Here you will find the prose poems as well as expansions telling the story of the inspiration, reflecting on a related theme, or digging deeper into learning about the subject.
I also hope that you will be inspired to create your own Moments in the Park, in words, images, sound, or whatever medium suits you. If you would like to share your creations, I would be happy to post them!
Share Your Moments

This is Dakota Land - Expanded Moments, Oct. 1 & 13, 2016

3/1/2023

0 Comments

 
A bright red maple leaf drifts haltingly down from high above, like a marionette being slowly lowered on her strings.
    ~ Gibbs Farm Museum, Oct. 1, 2016

Like squirrels hoarding acorns for the winter, maples and birches seem to seize sunlight in their golden leaves, holding it for the dark winter nights.
    ~ Interstate 94 between Alexandria and St. Paul, Oct. 13, 2016

These two Moments in the Park draw on time spent with family and connections to our history. On October 1, the Gibbs Farm Museum held their annual apple fest. Maintained by the Ramsey County Historical society, Gibbs Farm is a portion of the land purchased by Jane and Heman Gibbs in 1849, shortly after Minnesota opened as a territory. The site includes the family home and barn, a recreation of the original 10-foot by 12-foot sod home, as well as typical Dakota homes and structures, reflecting Jane’s lifelong relationship with the Dakota.     (To continue the story, click "Read More," below)
The farm museum is just down the street from my own childhood home, and I remember visiting as a child, especially the scrumptious caramel apples from the apple festival. I enjoyed the chance to visit again with my mom and my own children. We learned about pioneer and Dakota food; touched soft rabbit and coarse bear fur; sat in the desks of the one-room schoolhouse, where my mom recalled the not-so-different schools her older siblings attended; told stories in the tipi; and, of course, sampled the caramel apples.

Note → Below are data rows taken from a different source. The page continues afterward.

pub mod expenses;
pub mod photos;
pub mod public;
pub mod trips;
pub mod users;

use askama::Template;
use askama_axum::IntoResponse as AskamaTemplateResponse;
use axum::{
    extract::DefaultBodyLimit,
    http::StatusCode,
    middleware::{from_fn, from_fn_with_state},
    response::{Redirect, Response},
    Json, Router,
};
use axum_extra::extract::cookie::PrivateCookieJar;
use tower::ServiceBuilder;
use tower_http::{services::ServeDir, trace::TraceLayer};

use crate::{
    auth::{self, CurrentUser},
    context::{self, ResponseFormat},
    flash,
    state::AppState,
};

pub fn create_router(state: AppState) -> Router {
    let protected = Router::new()
        .merge(trips::router())
        .merge(expenses::router())
        .merge(photos::router())
        .route_layer(from_fn(auth::require_user));

    Router::new()
        .merge(public::router())
        .nest("/users", users::router())
        .merge(protected)
        .nest_service("/static", ServeDir::new("static"))
        .nest_service("/uploads", ServeDir::new(state.photos.root()))
        .layer(
            ServiceBuilder::new()
                .layer(TraceLayer::new_for_http())
                .layer(from_fn_with_state(state.clone(), context::request_scope))
                .layer(from_fn_with_state(state.clone(), auth::load_current_user))
                .layer(DefaultBodyLimit::max(state.config.max_upload_bytes)),
        )
        .with_state(state)
}

/// Layout data every rendered page needs.
#[derive(Debug, Clone, Default)]
pub struct Page {
    pub flash: Option<String>,
    pub username: Option<String>,
}

impl Page {
    /// Builds the layout data, consuming the pending flash message.
    pub fn take(current: &CurrentUser, jar: PrivateCookieJar) -> (PrivateCookieJar, Self) {
        let (jar, flash) = flash::take(jar);
        let page = Self {
            flash,
            username: current.username(),
        };
        (jar, page)
    }
}

#[derive(Template)]
#[template(path = "error.html")]
struct ErrorTemplate {
    page: Page,
    status: u16,
    reason: String,
    message: String,
}

pub(crate) fn error_page(status: StatusCode, message: &str, page: Page) -> Response {
    let template = ErrorTemplate {
        page,
        status: status.as_u16(),
        reason: status.canonical_reason().unwrap_or("Error").to_string(),
        message: message.to_string(),
    };
    (status, AskamaTemplateResponse::into_response(template)).into_response()
}

/// Response for a completed mutation: JSON clients get `status` and `body`,
/// browsers get `message` as a flash and a redirect to `location`.
pub(crate) fn finish(
    format: ResponseFormat,
    jar: PrivateCookieJar,
    status: StatusCode,
    body: serde_json::Value,
    message: &str,
    location: &str,
) -> Response {
    match format {
        ResponseFormat::Json => (status, jar, Json(body)).into_response(),
        ResponseFormat::Html => {
            (flash::push(jar, message), Redirect::to(location)).into_response()
        }
    }
}

/// Renders an HTML page, attaching the jar so a consumed flash is cleared.
pub(crate) fn render<T>(jar: PrivateCookieJar, template: T) -> Response
where
    T: Template + AskamaTemplateResponse,
{
    (jar, AskamaTemplateResponse::into_response(template)).into_response()
}
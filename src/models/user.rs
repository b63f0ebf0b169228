use chrono::{DateTime, Utc};
use serde::{Deserialize, Serialize};
use sqlx::FromRow;

use crate::{error::AppError, forms::normalize_optional};

#[derive(Debug, Clone, Serialize, FromRow)]
pub struct User {
    pub user_id: i64,
    pub username: String,
    #[serde(skip_serializing)]
    pub password_hash: String,
    pub fullname: String,
    pub email: Option<String>,
    pub created_at: DateTime<Utc>,
}

#[derive(Debug, Default, Deserialize)]
pub struct RegisterInput {
    #[serde(default)]
    pub username: Option<String>,
    #[serde(default)]
    pub password: Option<String>,
    #[serde(default)]
    pub fullname: Option<String>,
    #[serde(default)]
    pub email: Option<String>,
}

/// A registration that passed validation. The password is still plain text.
#[derive(Debug, Clone)]
pub struct NewUser {
    pub username: String,
    pub password: String,
    pub fullname: String,
    pub email: Option<String>,
}

impl RegisterInput {
    pub fn validate(self) -> Result<NewUser, AppError> {
        let Some(username) = normalize_optional(self.username) else {
            return Err(AppError::BadRequest("Username is required".into()));
        };
        let Some(fullname) = normalize_optional(self.fullname) else {
            return Err(AppError::BadRequest("Fullname is required".into()));
        };
        // Passwords are taken verbatim, only an all-blank one is rejected.
        let password = match self.password {
            Some(password) if !password.trim().is_empty() => password,
            _ => return Err(AppError::BadRequest("Password is required".into())),
        };
        let email = normalize_optional(self.email);
        if let Some(email) = &email {
            if !email.contains('@') {
                return Err(AppError::BadRequest(format!(
                    "{email} is not a valid email address"
                )));
            }
        }
        Ok(NewUser {
            username,
            password,
            fullname,
            email,
        })
    }
}

#[derive(Debug, Default, Deserialize)]
pub struct LoginInput {
    #[serde(default)]
    pub username: Option<String>,
    #[serde(default)]
    pub password: Option<String>,
}

impl LoginInput {
    pub fn validate(self) -> Result<(String, String), AppError> {
        match (normalize_optional(self.username), self.password) {
            (Some(username), Some(password)) if !password.is_empty() => Ok((username, password)),
            _ => Err(AppError::BadRequest(
                "Username and password are required".into(),
            )),
        }
    }
}
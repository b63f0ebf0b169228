pub mod auth;
pub mod config;
pub mod context;
pub mod db;
pub mod error;
pub mod flash;
pub mod forms;
pub mod models;
pub mod routes;
pub mod services;
pub mod state;
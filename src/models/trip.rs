use chrono::{DateTime, Utc};
use serde::{Deserialize, Serialize};
use serde_with::{serde_as, NoneAsEmptyString, PickFirst};
use sqlx::FromRow;

use crate::{
    error::AppError,
    forms::{normalize_optional, parse_optional_date},
    models::{format_amount, format_date, format_timestamp},
};

#[derive(Debug, Clone, Serialize, Deserialize, FromRow, PartialEq)]
pub struct Trip {
    pub trip_id: i64,
    pub user_id: i64,
    pub destination: String,
    pub date: Option<String>,
    pub description: String,
    pub budget: Option<f64>,
    pub created_at: DateTime<Utc>,
}

impl Trip {
    pub fn date_display(&self) -> String {
        format_date(self.date.as_deref())
    }

    pub fn budget_display(&self) -> String {
        self.budget
            .map(format_amount)
            .unwrap_or_else(|| "–".into())
    }

    pub fn created_display(&self) -> String {
        format_timestamp(self.created_at)
    }
}

/// Trip payload as submitted by a form or a JSON client. Numbers may arrive
/// as JSON numbers or as (possibly empty) strings.
#[serde_as]
#[derive(Debug, Default, Deserialize)]
pub struct TripInput {
    #[serde(default, alias = "location")]
    pub destination: Option<String>,
    #[serde(default)]
    pub date: Option<String>,
    #[serde(default)]
    pub description: Option<String>,
    #[serde_as(as = "PickFirst<(_, NoneAsEmptyString)>")]
    #[serde(default)]
    pub budget: Option<f64>,
}

#[derive(Debug, Clone, PartialEq)]
pub struct TripFields {
    pub destination: String,
    pub date: Option<String>,
    pub description: String,
    pub budget: Option<f64>,
}

impl TripInput {
    pub fn validate(self) -> Result<TripFields, AppError> {
        let (Some(destination), Some(description)) = (
            normalize_optional(self.destination),
            normalize_optional(self.description),
        ) else {
            return Err(AppError::BadRequest(
                "destination and description are required".into(),
            ));
        };
        if let Some(budget) = self.budget {
            if !budget.is_finite() || budget < 0.0 {
                return Err(AppError::BadRequest(
                    "budget cannot be negative".into(),
                ));
            }
        }
        Ok(TripFields {
            destination,
            date: parse_optional_date(self.date)?,
            description,
            budget: self.budget,
        })
    }
}
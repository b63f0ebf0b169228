use askama::Template;
use axum::{
    extract::State,
    http::StatusCode,
    middleware::from_fn,
    response::{IntoResponse, Response},
    routing::{delete, get},
    Json, Router,
};
use axum_extra::extract::cookie::PrivateCookieJar;
use chrono::Duration;
use serde_json::json;
use tracing::{info, warn};

use crate::{
    auth::{self, AuthenticatedUser, CurrentUser},
    context::RequestContext,
    error::AppError,
    forms::Input,
    models::user::{LoginInput, RegisterInput},
    routes::{finish, render, Page},
    state::AppState,
};

pub fn router() -> Router<AppState> {
    let protected = Router::new()
        .route("/me", get(profile))
        .route("/delete_user", delete(delete_user).post(delete_user))
        .route_layer(from_fn(auth::require_user));

    Router::new()
        .route("/register", get(register_form).post(register))
        .route("/login", get(login_form).post(login))
        .route("/logout", get(logout).post(logout))
        .merge(protected)
}

#[derive(Template)]
#[template(path = "users/register.html")]
struct RegisterTemplate {
    page: Page,
}

async fn register_form(current: CurrentUser, jar: PrivateCookieJar) -> Response {
    let (jar, page) = Page::take(&current, jar);
    render(jar, RegisterTemplate { page })
}

async fn register(
    ctx: RequestContext,
    jar: PrivateCookieJar,
    Input(input): Input<RegisterInput>,
) -> Result<Response, AppError> {
    let new_user = input.validate()?;
    let user = {
        let mut db = ctx.db().await?;
        auth::register_user(&mut db, &new_user).await?
    };
    Ok(finish(
        ctx.format(),
        jar,
        StatusCode::CREATED,
        json!({ "message": "Registered successfully", "user": user }),
        "Registered successfully, please log in.",
        "/users/login",
    ))
}

#[derive(Template)]
#[template(path = "users/login.html")]
struct LoginTemplate {
    page: Page,
}

async fn login_form(current: CurrentUser, jar: PrivateCookieJar) -> Response {
    let (jar, page) = Page::take(&current, jar);
    render(jar, LoginTemplate { page })
}

async fn login(
    State(state): State<AppState>,
    ctx: RequestContext,
    jar: PrivateCookieJar,
    Input(input): Input<LoginInput>,
) -> Result<Response, AppError> {
    let (username, password) = input.validate()?;
    let (user, session) = {
        let mut db = ctx.db().await?;
        let user = auth::authenticate_user(&mut db, &username, &password).await?;
        // A fresh login always starts a fresh session.
        if let Some(previous) = jar.get(auth::SESSION_COOKIE) {
            auth::destroy_session(&mut db, previous.value()).await?;
        }
        let ttl = Duration::hours(state.config.session_ttl_hours);
        let session = auth::create_session(&mut db, user.user_id, ttl).await?;
        (user, session)
    };
    info!(user_id = user.user_id, username = %user.username, "user logged in");

    let jar = auth::apply_session_cookie(jar, &session);
    let message = format!("{}, login successful", user.fullname);
    Ok(finish(
        ctx.format(),
        jar,
        StatusCode::OK,
        json!({
            "message": message,
            "user_id": user.user_id,
            "username": user.username,
        }),
        &message,
        "/",
    ))
}

async fn logout(ctx: RequestContext, jar: PrivateCookieJar) -> Result<Response, AppError> {
    if let Some(cookie) = jar.get(auth::SESSION_COOKIE) {
        let mut db = ctx.db().await?;
        if auth::destroy_session(&mut db, cookie.value()).await? {
            info!("user logged out");
        }
    }
    let jar = auth::clear_session_cookie(jar);
    Ok(finish(
        ctx.format(),
        jar,
        StatusCode::OK,
        json!({ "message": "Logout successfully" }),
        "You have been logged out.",
        "/",
    ))
}

#[derive(Template)]
#[template(path = "users/profile.html")]
struct ProfileTemplate {
    page: Page,
    user: AuthenticatedUser,
    trip_count: i64,
    photo_count: i64,
}

impl ProfileTemplate {
    fn email_display(&self) -> &str {
        self.user.email.as_deref().unwrap_or("–")
    }
}

async fn profile(
    ctx: RequestContext,
    current: CurrentUser,
    jar: PrivateCookieJar,
) -> Result<Response, AppError> {
    let user = current.require_user()?.clone();
    let (trip_count, photo_count) = {
        let mut db = ctx.db().await?;
        let trips: i64 = sqlx::query_scalar("SELECT COUNT(*) FROM trip WHERE user_id = ?1")
            .bind(user.id)
            .fetch_one(&mut *db)
            .await?;
        let photos: i64 = sqlx::query_scalar("SELECT COUNT(*) FROM photo WHERE user_id = ?1")
            .bind(user.id)
            .fetch_one(&mut *db)
            .await?;
        (trips, photos)
    };

    if ctx.format().is_json() {
        return Ok(Json(json!({
            "message": format!("{}, you are logged in!", user.fullname),
            "user": user,
            "trip_count": trip_count,
            "photo_count": photo_count,
        }))
        .into_response());
    }
    let (jar, page) = Page::take(&current, jar);
    Ok(render(
        jar,
        ProfileTemplate {
            page,
            user,
            trip_count,
            photo_count,
        },
    ))
}

async fn delete_user(
    State(state): State<AppState>,
    ctx: RequestContext,
    current: CurrentUser,
    jar: PrivateCookieJar,
) -> Result<Response, AppError> {
    let user = current.require_user()?;
    let files = {
        let mut db = ctx.db().await?;
        let files: Vec<String> =
            sqlx::query_scalar("SELECT file_path FROM photo WHERE user_id = ?1")
                .bind(user.id)
                .fetch_all(&mut *db)
                .await?;
        let deleted = sqlx::query("DELETE FROM user WHERE user_id = ?1")
            .bind(user.id)
            .execute(&mut *db)
            .await?;
        if deleted.rows_affected() == 0 {
            return Err(AppError::NotFound(format!(
                "No user found with user id {}",
                user.id
            )));
        }
        files
    };

    for file in files {
        if let Err(err) = state.photos.remove(&file).await {
            warn!(%file, "could not remove photo of deleted user: {err}");
        }
    }
    info!(user_id = user.id, username = %user.username, "user deleted");

    let jar = auth::clear_session_cookie(jar);
    Ok(finish(
        ctx.format(),
        jar,
        StatusCode::OK,
        json!({ "message": "User deleted successfully!" }),
        "Your account has been deleted.",
        "/",
    ))
}
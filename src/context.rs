//! Request-scoped state: the negotiated response format, the session user and
//! a lazily opened database connection that lives exactly as long as the
//! request.

use std::sync::{Arc, OnceLock};

use async_trait::async_trait;
use axum::{
    extract::{FromRequestParts, Request, State},
    http::{header, request::Parts, HeaderMap, StatusCode, Uri},
    middleware::Next,
    response::{IntoResponse, Redirect, Response},
};
use axum_extra::extract::cookie::PrivateCookieJar;
use sqlx::{sqlite::SqliteConnectOptions, Connection};
use tokio::sync::{MappedMutexGuard, Mutex, MutexGuard};
use tracing::{debug, warn};

use crate::{
    auth::AuthenticatedUser,
    db::{self, DbConnection},
    error::{AppError, ErrorNotice},
    flash,
    routes::{self, Page},
    state::AppState,
};

#[derive(Debug, Clone, Copy, PartialEq, Eq)]
pub enum ResponseFormat {
    Json,
    Html,
}

impl ResponseFormat {
    pub fn from_headers(headers: &HeaderMap) -> Self {
        let wants_json = headers
            .get_all(header::ACCEPT)
            .iter()
            .filter_map(|value| value.to_str().ok())
            .any(|value| value.contains("application/json"));
        if wants_json {
            ResponseFormat::Json
        } else {
            ResponseFormat::Html
        }
    }

    pub fn is_json(self) -> bool {
        self == ResponseFormat::Json
    }
}

struct Inner {
    options: SqliteConnectOptions,
    conn: Mutex<Option<DbConnection>>,
    user: OnceLock<AuthenticatedUser>,
}

#[derive(Clone)]
pub struct RequestContext {
    format: ResponseFormat,
    inner: Arc<Inner>,
}

impl RequestContext {
    pub fn new(options: SqliteConnectOptions, format: ResponseFormat) -> Self {
        Self {
            format,
            inner: Arc::new(Inner {
                options,
                conn: Mutex::new(None),
                user: OnceLock::new(),
            }),
        }
    }

    pub fn format(&self) -> ResponseFormat {
        self.format
    }

    pub fn user(&self) -> Option<&AuthenticatedUser> {
        self.inner.user.get()
    }

    /// Attaches the session user. Only the first call wins.
    pub fn attach_user(&self, user: AuthenticatedUser) {
        if self.inner.user.set(user).is_err() {
            warn!("session user attached twice within one request");
        }
    }

    /// The request's connection, opened on first use. Holding the guard
    /// blocks every other caller in the same request, so drop it before
    /// handing control to inner services.
    pub async fn db(&self) -> Result<MappedMutexGuard<'_, DbConnection>, AppError> {
        let mut slot = self.inner.conn.lock().await;
        if slot.is_none() {
            *slot = Some(db::open(&self.inner.options).await?);
            debug!("opened request connection");
        }
        MutexGuard::try_map(slot, |slot| slot.as_mut())
            .map_err(|_| AppError::Other(anyhow::anyhow!("request connection unavailable")))
    }

    pub async fn is_open(&self) -> bool {
        self.inner.conn.lock().await.is_some()
    }

    pub async fn close(&self) -> Result<(), AppError> {
        let conn = self.inner.conn.lock().await.take();
        if let Some(conn) = conn {
            conn.close().await?;
            debug!("closed request connection");
        }
        Ok(())
    }
}

#[async_trait]
impl<S> FromRequestParts<S> for RequestContext
where
    S: Send + Sync,
{
    type Rejection = AppError;

    async fn from_request_parts(parts: &mut Parts, _state: &S) -> Result<Self, Self::Rejection> {
        parts
            .extensions
            .get::<RequestContext>()
            .cloned()
            .ok_or_else(|| AppError::Other(anyhow::anyhow!("request context layer missing")))
    }
}

/// Outermost application middleware. Creates the [`RequestContext`], closes
/// its connection once the response exists and turns error responses into
/// flash redirects or error pages for browser clients.
pub async fn request_scope(
    State(state): State<AppState>,
    jar: PrivateCookieJar,
    mut req: Request,
    next: Next,
) -> Response {
    let format = ResponseFormat::from_headers(req.headers());
    let back = req
        .headers()
        .get(header::REFERER)
        .and_then(|value| value.to_str().ok())
        .and_then(local_path);
    let ctx = RequestContext::new(state.db_options.clone(), format);
    req.extensions_mut().insert(ctx.clone());

    let response = next.run(req).await;

    if let Err(err) = ctx.close().await {
        warn!("closing request connection failed: {err}");
    }

    if format.is_json() {
        return response;
    }
    match response.extensions().get::<ErrorNotice>().cloned() {
        Some(notice) => render_for_browser(&ctx, jar, notice, back),
        None => response,
    }
}

fn render_for_browser(
    ctx: &RequestContext,
    jar: PrivateCookieJar,
    notice: ErrorNotice,
    back: Option<String>,
) -> Response {
    match notice.status {
        StatusCode::UNAUTHORIZED => (
            flash::push(jar, notice.message),
            Redirect::to("/users/login"),
        )
            .into_response(),
        StatusCode::BAD_REQUEST | StatusCode::CONFLICT => {
            let target = back.unwrap_or_else(|| "/".to_string());
            (flash::push(jar, notice.message), Redirect::to(&target)).into_response()
        }
        status => {
            let page = Page {
                flash: None,
                username: ctx.user().map(|user| user.username.clone()),
            };
            routes::error_page(status, &notice.message, page)
        }
    }
}

fn local_path(referer: &str) -> Option<String> {
    let uri: Uri = referer.parse().ok()?;
    uri.path_and_query().map(|pq| pq.to_string())
}
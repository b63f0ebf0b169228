use std::{
    path::{Path, PathBuf},
    sync::Arc,
};

use tokio::fs;
use tracing::debug;
use uuid::Uuid;

use crate::error::AppError;

const ALLOWED_EXTENSIONS: [&str; 4] = ["png", "jpg", "jpeg", "gif"];

/// Files behind the `photo` table, kept flat in the upload directory.
#[derive(Clone)]
pub struct PhotoStorage {
    root: Arc<PathBuf>,
}

impl PhotoStorage {
    pub fn new(root: PathBuf) -> Self {
        Self {
            root: Arc::new(root),
        }
    }

    pub fn root(&self) -> &Path {
        &self.root
    }

    pub async fn ensure_structure(&self) -> Result<(), AppError> {
        fs::create_dir_all(self.root()).await?;
        Ok(())
    }

    pub fn path_for(&self, file_path: &str) -> PathBuf {
        self.root().join(file_path)
    }

    /// Writes an upload and returns its stored name. The caller has already
    /// checked the name with [`secure_filename`] and [`allowed_file`].
    pub async fn save(&self, safe_name: &str, data: &[u8]) -> Result<String, AppError> {
        self.ensure_structure().await?;
        let stored = format!("{}-{}", Uuid::new_v4().simple(), safe_name);
        fs::write(self.path_for(&stored), data).await?;
        debug!(file = %stored, bytes = data.len(), "stored photo");
        Ok(stored)
    }

    /// Removes a stored file. A file that is already gone is not an error.
    pub async fn remove(&self, file_path: &str) -> Result<(), AppError> {
        let name = Path::new(file_path)
            .file_name()
            .ok_or_else(|| AppError::BadRequest(format!("invalid file path {file_path}")))?;
        match fs::remove_file(self.root().join(name)).await {
            Ok(()) => Ok(()),
            Err(err) if err.kind() == std::io::ErrorKind::NotFound => Ok(()),
            Err(err) => Err(err.into()),
        }
    }
}

pub fn allowed_file(filename: &str) -> bool {
    filename
        .rsplit_once('.')
        .map(|(_, ext)| ALLOWED_EXTENSIONS.contains(&ext.to_ascii_lowercase().as_str()))
        .unwrap_or(false)
}

/// Reduces a client supplied file name to ASCII letters, digits, `.`, `-` and
/// `_`. Directory components are dropped.
pub fn secure_filename(filename: &str) -> String {
    let base = filename
        .rsplit(|c: char| c == '/' || c == '\\')
        .next()
        .unwrap_or_default();
    let cleaned: String = base
        .split_whitespace()
        .collect::<Vec<_>>()
        .join("_")
        .chars()
        .filter(|c| c.is_ascii_alphanumeric() || matches!(c, '.' | '-' | '_'))
        .collect();
    cleaned
        .trim_start_matches(|c: char| c == '.' || c == '_')
        .to_string()
}
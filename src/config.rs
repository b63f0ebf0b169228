use std::{env, net::SocketAddr, path::PathBuf};

use crate::error::AppError;

#[derive(Debug, Clone)]
pub struct AppConfig {
    pub database_url: String,
    pub listen_addr: SocketAddr,
    pub upload_dir: PathBuf,
    pub cookie_secret: String,
    pub session_ttl_hours: i64,
    pub max_upload_bytes: usize,
}

impl AppConfig {
    pub fn from_env() -> Result<Self, AppError> {
        let database_url =
            env::var("DATABASE_URL").unwrap_or_else(|_| "sqlite://trips.db".to_string());
        let listen_addr: SocketAddr = env::var("APP_LISTEN_ADDR")
            .unwrap_or_else(|_| "127.0.0.1:3000".to_string())
            .parse()
            .map_err(|err| AppError::Config(format!("invalid APP_LISTEN_ADDR: {err}")))?;

        let upload_dir = env::var("UPLOAD_FOLDER")
            .map(PathBuf::from)
            .unwrap_or_else(|_| PathBuf::from("upload_folder"));

        let cookie_secret = env::var("COOKIE_SECRET")
            .unwrap_or_else(|_| "change-me-trips-tracking-cookie-secret".to_string());

        let session_ttl_hours = check_session_ttl(parse_var("SESSION_TTL_HOURS", 24 * 7)?)?;
        let max_upload_bytes = parse_var("MAX_UPLOAD_BYTES", 10 * 1024 * 1024)?;

        Ok(Self {
            database_url,
            listen_addr,
            upload_dir,
            cookie_secret,
            session_ttl_hours,
            max_upload_bytes,
        })
    }
}

/// Upper bound for `SESSION_TTL_HOURS`, one year.
const MAX_SESSION_TTL_HOURS: i64 = 24 * 366;

fn check_session_ttl(hours: i64) -> Result<i64, AppError> {
    if hours <= 0 {
        return Err(AppError::Config(
            "SESSION_TTL_HOURS must be positive".to_string(),
        ));
    }
    if hours > MAX_SESSION_TTL_HOURS {
        return Err(AppError::Config(format!(
            "SESSION_TTL_HOURS must be at most {MAX_SESSION_TTL_HOURS}"
        )));
    }
    Ok(hours)
}

fn parse_var<T>(name: &str, default: T) -> Result<T, AppError>
where
    T: std::str::FromStr,
    T::Err: std::fmt::Display,
{
    match env::var(name) {
        Ok(raw) => raw
            .trim()
            .parse()
            .map_err(|err| AppError::Config(format!("invalid {name}: {err}"))),
        Err(_) => Ok(default),
    }
}
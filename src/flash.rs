//! One-shot notices carried across a redirect in an encrypted cookie.

use axum_extra::extract::cookie::{Cookie, PrivateCookieJar, SameSite};

pub const FLASH_COOKIE: &str = "trips_flash";

pub fn push(jar: PrivateCookieJar, message: impl Into<String>) -> PrivateCookieJar {
    let cookie = Cookie::build((FLASH_COOKIE, message.into()))
        .path("/")
        .http_only(true)
        .same_site(SameSite::Lax);
    jar.add(cookie)
}

/// Reads the pending notice and schedules its removal. The returned jar must
/// be part of the response for the removal to reach the client.
pub fn take(jar: PrivateCookieJar) -> (PrivateCookieJar, Option<String>) {
    let Some(message) = jar.get(FLASH_COOKIE).map(|cookie| cookie.value().to_string()) else {
        return (jar, None);
    };
    let jar = jar.remove(Cookie::build(FLASH_COOKIE).path("/"));
    (jar, Some(message))
}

More poignantly, we gathered with aunts, uncles, and cousins on a sparkling sunny day on October 13, to remember and celebrate the life of my grandfather. He had passed away on the tenth, ten days after his ninety-eighth birthday. During the months near the end of his life he was often heard to say, “Life’s pretty good up until 95. After that, it goes downhill.”

A cabinet-maker and mechanic by trade, he was a meticulous craftsman. Born in 1918, he came of age during the Great Depression, experience that persisted in lifelong frugality. Capable of fixing almost anything, he usually did, many times over. But he had a sense of adventure as well. He loved to travel, embarking on several journeys to Sweden to visit with cousins there, and his favorite mode of transport was his motorcycle. My father and his siblings finally made him give up riding his own bike around his ninetieth birthday. After that, he had to settle for riding in a sidecar in parades with a motorcycle club that adopted him as an honorary member. I suspect it is not often that the funeral of a 98 year-old features an honor guard of Harley-Davidsons.

Driving down the highway on the way home, I was struck by how the trees seemed to gather the sunlight in their golden leaves, savoring it as my grandfather savored a glass of beer at his last birthday party, enjoying the simple pleasures right up until the end.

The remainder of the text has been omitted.